ReactJS Training [Free Online Course] - TechCracked

ReactJS Training

Become a Web Developer with mastery over React. Learn latest ReactJS concepts - Redux, React Router, JSX, Webpack, more.

This course includes:
  • 15.5 hours on-demand video
  • 26 downloadable resources
  • Full lifetime access
  • Access on mobile and TV
  • Certificate of completion

What you'll learn
  • Become a Full Stack Web Developer or a Front End Web Engineer
  • Core concepts of ReactJS and their practical implementation
  • Build large-scale applications with React JS and Redux
  • What is ReactJS, Installation and Setup
  • Basics of Creating Reusable Components
  • Using ReactJS with TypeScript
  • State and Props in React
  • React with Redux
  • React Component Lifecycle
  • Forms and User Input
  • React AJAX call
  • Communication Between Components and Stateless Functional Components
  • Performance measurement with ReactJS, React's diffs algorithm
  • The Basics - HTML DOM vs Virtual DOM
  • Server-Side Rendering
  • Setting Up React Environment, Webpack, Configure babe, Transpile and bundle your component
  • Using React with Flow
  • JSX - Props in JSX, Children in JSX
  • Keys in React
  • Higher Order Components


React is a Javascript library, developed in 2013 by Jordan Walke of Facebook.

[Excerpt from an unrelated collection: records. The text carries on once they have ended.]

//! NetBox Action Generator
//!
//! Regenerates StackStorm actions from a NetBox instance's OpenAPI schema.

use std::path::PathBuf;
use std::process::ExitCode;
use std::time::Duration;

use clap::Parser;
use tracing::debug;
use tracing_subscriber::{filter::EnvFilter, fmt, layer::SubscriberExt, util::SubscriberInitExt};

use netbox_action_gen::config::{DEFAULT_HOST, DEFAULT_OUTPUT_DIR, DEFAULT_TEMPLATE, GeneratorConfig};
use netbox_action_gen::generate::generate;

#[derive(Parser, Debug)]
#[command(name = "gen-actions")]
#[command(about = "Generate StackStorm actions from a NetBox OpenAPI schema")]
#[command(version)]
struct Cli {
    /// NetBox hostname
    #[arg(long, env = "NETBOX_HOST", default_value = DEFAULT_HOST)]
    host: String,

    /// Disable SSL certificate verification
    #[arg(long)]
    no_verify_ssl: bool,

    /// Output directory for generated actions
    #[arg(short, long, env = "NETBOX_ACTIONS_DIR", default_value = DEFAULT_OUTPUT_DIR)]
    output: PathBuf,

    /// Jinja template rendered for each action
    #[arg(short, long, env = "NETBOX_ACTION_TEMPLATE", default_value = DEFAULT_TEMPLATE)]
    template: PathBuf,

    /// Schema request timeout in seconds
    #[arg(long, default_value_t = 30)]
    timeout: u64,

    /// Dry run - print rendered actions instead of writing files
    #[arg(long)]
    dry_run: bool,

    /// Increase verbosity (-v, -vv, -vvv)
    #[arg(short, long, action = clap::ArgAction::Count)]
    verbose: u8,

    /// Output logs as JSON
    #[arg(long)]
    json: bool,
}

impl From<Cli> for GeneratorConfig {
    fn from(cli: Cli) -> Self {
        Self {
            host: cli.host,
            verify_tls: !cli.no_verify_ssl,
            output_dir: cli.output,
            template_path: cli.template,
            timeout: Duration::from_secs(cli.timeout),
            dry_run: cli.dry_run,
        }
    }
}

fn init_tracing(verbose: u8, json: bool) {
    let base_filter = match std::env::var("RUST_LOG") {
        Ok(filter) => filter,
        Err(_) => match verbose {
            0 => "warn".to_string(),
            1 => "warn,netbox_action_gen=info".to_string(),
            2 => "info,netbox_action_gen=debug".to_string(),
            _ => "debug,netbox_action_gen=trace".to_string(),
        },
    };

    let filter = EnvFilter::try_new(&base_filter).unwrap_or_else(|_| EnvFilter::new("warn"));

    if json {
        tracing_subscriber::registry()
            .with(filter)
            .with(fmt::layer().json().with_writer(std::io::stderr))
            .init();
    } else {
        tracing_subscriber::registry()
            .with(filter)
            .with(
                fmt::layer()
                    .with_target(false)
                    .with_file(verbose >= 3)
                    .with_line_number(verbose >= 3)
                    .with_writer(std::io::stderr)
                    .compact(),
            )
            .init();
    }
}

#[tokio::main(flavor = "current_thread")]
async fn main() -> ExitCode {
    dotenvy::dotenv().ok();

    let cli = Cli::parse();
    init_tracing(cli.verbose, cli.json);
    debug!(?cli, "Parsed arguments");

    let config = GeneratorConfig::from(cli);
    match generate(&config).await {
        Ok(summary) => {
            summary.print();
            ExitCode::SUCCESS
        }
        Err(e) => {
            eprintln!("{e}");
            ExitCode::FAILURE
        }
    }
}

You’ll find React is both very popular (it’s the 5th most starred JS library on GitHub) and used on major sites including on Facebook and Netflix.

What is React JS?

ReactJS is an open-source, component based front end library responsible only for the view layer of the application. It is maintained by Facebook. ReactJS uses virtual DOM based mechanism to fill in data (views) in HTML DOM. The virtual DOM works fast owning to the fact that it only changes individual DOM elements instead of reloading complete DOM every time.

In other words, React JS is a JavaScript library used in web development to build interactive elements on websites.

A React application is made up of multiple components, each responsible for outputting a small, reusable piece of HTML. Components can be nested within other components to allow complex applications to be built out of simple building blocks. A component may also maintain internal state - for example, a TabList component may store a variable corresponding to the currently open tab.

React allows us to write components using a domain-specific language called JSX. JSX allows us to write our components using HTML, whilst mixing in JavaScript events. React will internally convert this into a virtual DOM, and will ultimately output our HTML for us.

React "reacts" to state changes in your components quickly and automatically to rerender the components in the HTML DOM by utilizing the virtual DOM. The virtual DOM is an in-memory representation of an actual DOM. By doing most of the processing inside the virtual DOM rather than directly in the browser's DOM, React can act quickly and only add, update, and remove components which have changed since the last render cycle occurred.

Relationship between JavaScript and ReactJS

To understand the relationship between JavaScript and ReactJS first we need to understand what is JavaScript. JavaScript (or JS) is a scripting language used to create and control dynamic web content. Dynamic web content includes things like animated graphics, photo slideshows, and interactive forms. Anytime you visit a website where things move, refresh, or otherwise change on your screen without requiring you to manually reload a web page, there’s a very good chance JS is the language making it happen. Hence, JavaScript is a super important coding language used to add animated and interactive features to websites or web applications (on top of the basic, static structures created by languages like HTML and CSS). From the definition above, we can see how JavaScript plays a critical role in website and web application development. But there are times when you need JavaScript to perform repetitive functions—things like stock animation effects or autocomplete search bar features. Re-coding these functions every time they occur becomes a “reinventing the wheel” situation. This is where JavaScript libraries come in.

JavaScript libraries are collections of pre-written JavaScript code that can be used for common JS tasks, allowing you to bypass the time intensive (and unnecessary) process of coding by hand. If there’s a run-of-the-mill JavaScript function that you keep needing to code (and that other developers before you have needed for their own projects) there’s probably a JS library to ease your pain.

In simple words, there are a lot of different JS libraries out there and React JS is one of them. React is a JavaScript library that specializes in helping developers build user interfaces, or UIs. In terms of websites and web applications, UIs are the collection of on-screen menus, search bars, buttons, and anything else someone interacts with to USE a website or app. In addition to providing reusable React library code (saving development time and cutting down on the chance for coding errors), React comes with two key features that add to its appeal for JavaScript developers:
  • JSX - JSX (short for JavaScript eXtension) is a React extension that makes it easy for web developers to modify their DOM by using simple, HTML-style code.
  • Virtual DOM - DOM is the process that makes things “change” on screen without a user having to manually refresh a page. If a developer uses JSX to manipulate and update its DOM, React JS creates something called a Virtual DOM. The Virtual DOM (like the name implies) is a copy of the site’s DOM, and React JS uses this copy to see what parts of the actual DOM need to change when an event happens (like a user clicking a button).